Open this publication in new window or tab >>2025 (English)Conference paper, Oral presentation with published abstract (Other academic)
Abstract [en]
Educational practices within schools have long included note-taking, annotation, and marginalia as methods for engaging with texts, especially within the context of classical curricula centred on the trivium — grammar, dialectic, and rhetoric. This presentation examines these practices in Swedish schools during the 18th and 19th centuries, analysing how note-taking and related textual practices reflect motives that not only concern the instrumental use of language but also the rhetorical constitution of students as language-using subjects.
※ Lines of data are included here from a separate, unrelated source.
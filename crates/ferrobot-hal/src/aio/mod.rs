//! Analog I/O drivers.
//!
//! | Driver | Connection capability |
//! |---|---|
//! | [`AnalogSensorDriver`] | [`AnalogReader`](crate::AnalogReader), polled |
//! | [`TemperatureSensorDriver`] | analog sensor with NTC / linear scalers |
//! | [`ThermalZoneDriver`] | analog sensor reading milli-degrees |
//! | Grove rotary / light / sound / piezo vibration | analog sensor presets |
//! | [`AnalogActuatorDriver`] | [`AnalogWriter`](crate::AnalogWriter) |

mod analog_actuator;
mod analog_sensor;
mod grove;
mod temperature_sensor;
mod thermal_zone;

pub use analog_actuator::AnalogActuatorDriver;
pub use analog_sensor::{AnalogSensorDriver, DEFAULT_READ_INTERVAL};
pub use grove::{
    GroveLightSensorDriver, GrovePiezoVibrationSensorDriver, GroveRotaryDriver,
    GroveSoundSensorDriver, VIBRATION_THRESHOLD,
};
pub use temperature_sensor::TemperatureSensorDriver;
pub use thermal_zone::ThermalZoneDriver;

/// Raw reading changed.
pub const DATA: &str = "data";
/// Scaled reading changed.
pub const VALUE: &str = "value";
/// A read failed.
pub const ERROR: &str = "error";
/// Piezo reading above the vibration threshold.
pub const VIBRATION: &str = "vibration";
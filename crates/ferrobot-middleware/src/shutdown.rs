//! Cooperative stop signal handed to long-running robot work.

use tokio::sync::watch;

/// Sending half: fire once with [`ShutdownSignal::trigger`].
#[derive(Debug)]
pub struct ShutdownSignal {
    sender: watch::Sender<bool>,
}

/// Receiving half. Cheap to clone; every clone observes the same signal.
#[derive(Debug, Clone)]
pub struct ShutdownToken {
    receiver: watch::Receiver<bool>,
}

impl ShutdownSignal {
    pub fn pair() -> (Self, ShutdownToken) {
        let (sender, receiver) = watch::channel(false);
        (Self { sender }, ShutdownToken { receiver })
    }

    /// Signal shutdown to every token. Idempotent.
    pub fn trigger(&self) {
        self.sender.send_replace(true);
    }

    pub fn token(&self) -> ShutdownToken {
        ShutdownToken {
            receiver: self.sender.subscribe(),
        }
    }
}

impl ShutdownToken {
    /// `true` once shutdown has been signalled.
    pub fn is_shutdown(&self) -> bool {
        *self.receiver.borrow()
    }

    /// Resolve when shutdown is signalled, or when the signal is dropped.
    pub async fn cancelled(&mut self) {
        // Err means the sender is gone, which also ends the work.
        let _ = self.receiver.wait_for(|stop| *stop).await;
    }
}
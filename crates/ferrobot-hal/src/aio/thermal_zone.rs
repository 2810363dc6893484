use std::ops::Deref;
use std::sync::Arc;

use ferrobot_middleware::Eventer;
use ferrobot_types::FerroError;

use super::AnalogSensorDriver;
use crate::connection::AnalogReader;
use crate::device::{Device, DriverBase};

/// Kernel thermal zone read as milli-degrees Celsius (see
/// [`HostAdaptor`](crate::adaptors::HostAdaptor)), reported in °C or,
/// optionally, °F.
pub struct ThermalZoneDriver {
    sensor: AnalogSensorDriver,
}

impl ThermalZoneDriver {
    pub fn new<C: AnalogReader + 'static>(connection: Arc<C>, zone_id: &str) -> Self {
        let sensor = AnalogSensorDriver::with_kind(connection, zone_id, "ThermalZone")
            .with_scaler(Arc::new(|raw: i32| f64::from(raw) / 1000.0));
        Self { sensor }
    }

    pub fn with_fahrenheit(self) -> Self {
        self.sensor
            .set_scaler(Arc::new(|raw: i32| (f64::from(raw) / 1000.0) * 9.0 / 5.0 + 32.0));
        self
    }

    pub fn with_interval(self, interval: std::time::Duration) -> Self {
        Self {
            sensor: self.sensor.with_interval(interval),
        }
    }
}

impl Deref for ThermalZoneDriver {
    type Target = AnalogSensorDriver;

    fn deref(&self) -> &AnalogSensorDriver {
        &self.sensor
    }
}

impl Device for ThermalZoneDriver {
    fn base(&self) -> &DriverBase {
        self.sensor.base()
    }

    fn driver_type(&self) -> &'static str {
        self.sensor.driver_type()
    }

    fn start(&self) -> Result<(), FerroError> {
        self.sensor.start()
    }

    fn halt(&self) -> Result<(), FerroError> {
        self.sensor.halt()
    }

    fn eventer(&self) -> Option<&Eventer> {
        Device::eventer(&self.sensor)
    }
}
//! [`Poller`] – the fixed-interval polling engine shared by periodic drivers
//! (analog sensors, buttons).
//!
//! A started poller runs one Tokio task that loops:
//!
//! 1. run the tick closure on the blocking pool (the first tick runs
//!    immediately), so sysfs reads and bus delays never stall a worker,
//! 2. wait for either the interval timer or the halt signal.
//!
//! A panicking tick is logged and ends the polling task.
//! The timer is restarted after each tick, so the wait is independent of how
//! long the tick took. [`Poller::halt`] only sends the signal; a tick already
//! in flight may still complete after `halt` returns.

use std::time::Duration;

use ferrobot_types::FerroError;
use parking_lot::Mutex;
use tokio::runtime::Handle;
use tokio::sync::oneshot;
use tracing::{debug, error};

/// Start/halt guard around a single polling task.
#[derive(Debug, Default)]
pub struct Poller {
    halt: Mutex<Option<oneshot::Sender<()>>>,
}

impl Poller {
    pub fn new() -> Self {
        Self::default()
    }

    /// Spawn the polling task. Returns `Ok(false)` without spawning when a
    /// task started earlier is still running.
    ///
    /// # Errors
    ///
    /// * [`FerroError::Config`] if `interval` is zero.
    /// * [`FerroError::Runtime`] when called outside a Tokio runtime.
    pub fn start<F>(&self, label: &str, interval: Duration, mut tick: F) -> Result<bool, FerroError>
    where
        F: FnMut() + Send + 'static,
    {
        if interval.is_zero() {
            return Err(FerroError::Config(format!(
                "{label}: the read interval needs to be greater than zero"
            )));
        }
        let mut slot = self.halt.lock();
        if slot.as_ref().is_some_and(|tx| !tx.is_closed()) {
            return Ok(false);
        }
        let runtime = Handle::try_current()
            .map_err(|e| FerroError::Runtime(format!("{label}: cannot start polling: {e}")))?;

        let (tx, mut rx) = oneshot::channel::<()>();
        let name = label.to_string();
        runtime.spawn(async move {
            debug!(device = %name, ?interval, "polling started");
            loop {
                tick = match tokio::task::spawn_blocking(move || {
                    tick();
                    tick
                })
                .await
                {
                    Ok(tick) => tick,
                    Err(e) => {
                        error!(device = %name, error = %e, "polling tick failed; polling stopped");
                        return;
                    }
                };
                tokio::select! {
                    _ = tokio::time::sleep(interval) => {}
                    // Err: the poller itself was dropped.
                    _ = &mut rx => break,
                }
            }
            debug!(device = %name, "polling stopped");
        });
        *slot = Some(tx);
        Ok(true)
    }

    /// Signal the polling task to stop and return immediately. Returns
    /// `false` when nothing was running.
    pub fn halt(&self) -> bool {
        match self.halt.lock().take() {
            Some(tx) => tx.send(()).is_ok(),
            None => false,
        }
    }

    pub fn is_running(&self) -> bool {
        self.halt.lock().as_ref().is_some_and(|tx| !tx.is_closed())
    }
}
Treating education as fundamentally rhetorical, Kenneth Burke’s dramatistic pentad serves as a guiding framework for understanding the dynamics of a rhetorical curriculum, characterised by historical shifts in key elements and ratios.
Drawing on primary sources such as school acts and educational reports, as well as annotated texts and textbooks, the presentation maps how note-taking practices in early modern and modern schools reflect different traditions, each aligned with various aspects of the classical trivium.
The findings of this study contribute to discussions on the role of rhetoric in schools during the transition from the early modern to the modern period. Furthermore, they contribute to our understanding of the historical origins of rhetorical practices that have either continued to shape education to this day or have disappeared, often unnoticed.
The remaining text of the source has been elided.